──────── INFORMATION GIVEN

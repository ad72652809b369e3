//! Catalog source tests for the mychef binary.
//!
//! These tests verify that:
//! - A user supplied archive replaces the bundled one
//! - Malformed archive entries are skipped
//! - An unreadable or corrupt archive degrades to an empty catalog

use assert_cmd::Command;
use serde_json::{json, Value};
use std::fs;
use std::path::Path;
use tempfile::TempDir;

fn setup_test_dir() -> TempDir {
    let temp_dir = tempfile::tempdir().expect("Failed to create temp dir");
    fs::write(
        temp_dir.path().join("config.toml"),
        "[source]\noffline = true\n",
    )
    .expect("Failed to write config");
    temp_dir
}

fn run_with_archive(dir: &TempDir, archive: &Path, args: &[&str]) -> Value {
    let output = Command::new(assert_cmd::cargo::cargo_bin!("mychef"))
        .arg("--config")
        .arg(dir.path().join("config.toml"))
        .arg("--offline")
        .arg("--archive")
        .arg(archive)
        .args(args)
        .assert()
        .success()
        .get_output()
        .stdout
        .clone();
    serde_json::from_slice(&output).expect("stdout is JSON")
}

fn small_archive() -> Value {
    json!([
        {
            "id": "veg-cucumber",
            "name": "拍黄瓜",
            "description": "凉拌黄瓜",
            "category": "素菜",
            "ingredients": [
                {"name": "黄瓜", "quantity": 2, "unit": "根", "text_quantity": "2 根"},
                {"name": "蒜", "quantity": null, "unit": null, "text_quantity": "适量"}
            ]
        },
        {
            "id": "meat-pork-slices",
            "name": "回锅肉",
            "description": "川味回锅肉",
            "category": "荤菜",
            "ingredients": [
                {"name": "猪肉", "quantity": 300, "unit": "g", "text_quantity": "300 g"}
            ]
        },
        {"id": "broken", "ingredients": "not a list"},
        {"id": "meat-pork-slices", "name": "重复", "category": "荤菜"}
    ])
}

#[test]
fn test_custom_archive_replaces_bundled() {
    let dir = setup_test_dir();
    let archive = dir.path().join("recipes.json");
    fs::write(&archive, small_archive().to_string()).unwrap();

    let recipes = run_with_archive(&dir, &archive, &["recipes"]);
    assert_eq!(
        recipes,
        json!([
            {"name": "拍黄瓜", "description": "凉拌黄瓜"},
            {"name": "回锅肉", "description": "川味回锅肉"}
        ])
    );

    let categories = run_with_archive(&dir, &archive, &["categories"]);
    assert_eq!(categories, json!(["素菜", "荤菜"]));
}

#[test]
fn test_small_archive_shrinks_recommendation() {
    let dir = setup_test_dir();
    let archive = dir.path().join("recipes.json");
    fs::write(&archive, small_archive().to_string()).unwrap();

    let rec = run_with_archive(&dir, &archive, &["--seed", "1", "eat", "--people", "6", "--groceries"]);
    assert_eq!(rec["meatDishCount"], 1);
    assert_eq!(rec["vegetableDishCount"], 1);
    assert_eq!(rec["message"], "为6人推荐的菜品，包含1个荤菜和1个素菜。");

    let ingredients = rec["groceryList"]["ingredients"].as_array().unwrap();
    let garlic = ingredients.iter().find(|i| i["name"] == "蒜").unwrap();
    assert!(garlic["totalQuantity"].is_null());
    assert!(garlic["unit"].is_null());
}

#[test]
fn test_corrupt_archive_gives_empty_catalog() {
    let dir = setup_test_dir();
    let archive = dir.path().join("recipes.json");
    fs::write(&archive, "{ this is not json").unwrap();

    let recipes = run_with_archive(&dir, &archive, &["recipes"]);
    assert_eq!(recipes, json!([]));

    let plan = run_with_archive(&dir, &archive, &["--seed", "1", "plan", "--people", "3"]);
    assert_eq!(plan["weekdays"].as_array().unwrap().len(), 5);
    assert_eq!(plan["weekend"].as_array().unwrap().len(), 2);
    assert!(plan["groceryList"]["ingredients"]
        .as_array()
        .unwrap()
        .is_empty());
}

#[test]
fn test_missing_archive_gives_empty_catalog() {
    let dir = setup_test_dir();
    let archive = dir.path().join("does-not-exist.json");

    let rec = run_with_archive(&dir, &archive, &["eat", "--people", "3"]);
    assert_eq!(rec["dishes"], json!([]));
    assert_eq!(rec["meatDishCount"], 0);
}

────────────────

TASK TO CARRY OUT: Every entry above should be retyped exactly as shown.

ANSWER TO THIS PROBLEM:
repository ad72652809b369e3
//! Catalog source tests for the mychef binary.
//!
//! These tests verify that:
//! - A user supplied archive replaces the bundled one
//! - Malformed archive entries are skipped
//! - An unreadable or corrupt archive degrades to an empty catalog

use assert_cmd::Command;
use serde_json::{json, Value};
use std::fs;
use std::path::Path;
use tempfile::TempDir;

fn setup_test_dir() -> TempDir {
    let temp_dir = tempfile::tempdir().expect("Failed to create temp dir");
    fs::write(
        temp_dir.path().join("config.toml"),
        "[source]\noffline = true\n",
    )
    .expect("Failed to write config");
    temp_dir
}

fn run_with_archive(dir: &TempDir, archive: &Path, args: &[&str]) -> Value {
    let output = Command::new(assert_cmd::cargo::cargo_bin!("mychef"))
        .arg("--config")
        .arg(dir.path().join("config.toml"))
        .arg("--offline")
        .arg("--archive")
        .arg(archive)
        .args(args)
        .assert()
        .success()
        .get_output()
        .stdout
        .clone();
    serde_json::from_slice(&output).expect("stdout is JSON")
}

fn small_archive() -> Value {
    json!([
        {
            "id": "veg-cucumber",
            "name": "拍黄瓜",
            "description": "凉拌黄瓜",
            "category": "素菜",
            "ingredients": [
                {"name": "黄瓜", "quantity": 2, "unit": "根", "text_quantity": "2 根"},
                {"name": "蒜", "quantity": null, "unit": null, "text_quantity": "适量"}
            ]
        },
        {
            "id": "meat-pork-slices",
            "name": "回锅肉",
            "description": "川味回锅肉",
            "category": "荤菜",
            "ingredients": [
                {"name": "猪肉", "quantity": 300, "unit": "g", "text_quantity": "300 g"}
            ]
        },
        {"id": "broken", "ingredients": "not a list"},
        {"id": "meat-pork-slices", "name": "重复", "category": "荤菜"}
    ])
}

#[test]
fn test_custom_archive_replaces_bundled() {
    let dir = setup_test_dir();
    let archive = dir.path().join("recipes.json");
    fs::write(&archive, small_archive().to_string()).unwrap();

    let recipes = run_with_archive(&dir, &archive, &["recipes"]);
    assert_eq!(
        recipes,
        json!([
            {"name": "拍黄瓜", "description": "凉拌黄瓜"},
            {"name": "回锅肉", "description": "川味回锅肉"}
        ])
    );

    let categories = run_with_archive(&dir, &archive, &["categories"]);
    assert_eq!(categories, json!(["素菜", "荤菜"]));
}

#[test]
fn test_small_archive_shrinks_recommendation() {
    let dir = setup_test_dir();
    let archive = dir.path().join("recipes.json");
    fs::write(&archive, small_archive().to_string()).unwrap();

    let rec = run_with_archive(&dir, &archive, &["--seed", "1", "eat", "--people", "6", "--groceries"]);
    assert_eq!(rec["meatDishCount"], 1);
    assert_eq!(rec["vegetableDishCount"], 1);
    assert_eq!(rec["message"], "为6人推荐的菜品，包含1个荤菜和1个素菜。");

    let ingredients = rec["groceryList"]["ingredients"].as_array().unwrap();
    let garlic = ingredients.iter().find(|i| i["name"] == "蒜").unwrap();
    assert!(garlic["totalQuantity"].is_null());
    assert!(garlic["unit"].is_null());
}

#[test]
fn test_corrupt_archive_gives_empty_catalog() {
    let dir = setup_test_dir();
    let archive = dir.path().join("recipes.json");
    fs::write(&archive, "{ this is not json").unwrap();

    let recipes = run_with_archive(&dir, &archive, &["recipes"]);
    assert_eq!(recipes, json!([]));

    let plan = run_with_archive(&dir, &archive, &["--seed", "1", "plan", "--people", "3"]);
    assert_eq!(plan["weekdays"].as_array().unwrap().len(), 5);
    assert_eq!(plan["weekend"].as_array().unwrap().len(), 2);
    assert!(plan["groceryList"]["ingredients"]
        .as_array()
        .unwrap()
        .is_empty());
}

#[test]
fn test_missing_archive_gives_empty_catalog() {
    let dir = setup_test_dir();
    let archive = dir.path().join("does-not-exist.json");

    let rec = run_with_archive(&dir, &archive, &["eat", "--people", "3"]);
    assert_eq!(rec["dishes"], json!([]));
    assert_eq!(rec["meatDishCount"], 0);
}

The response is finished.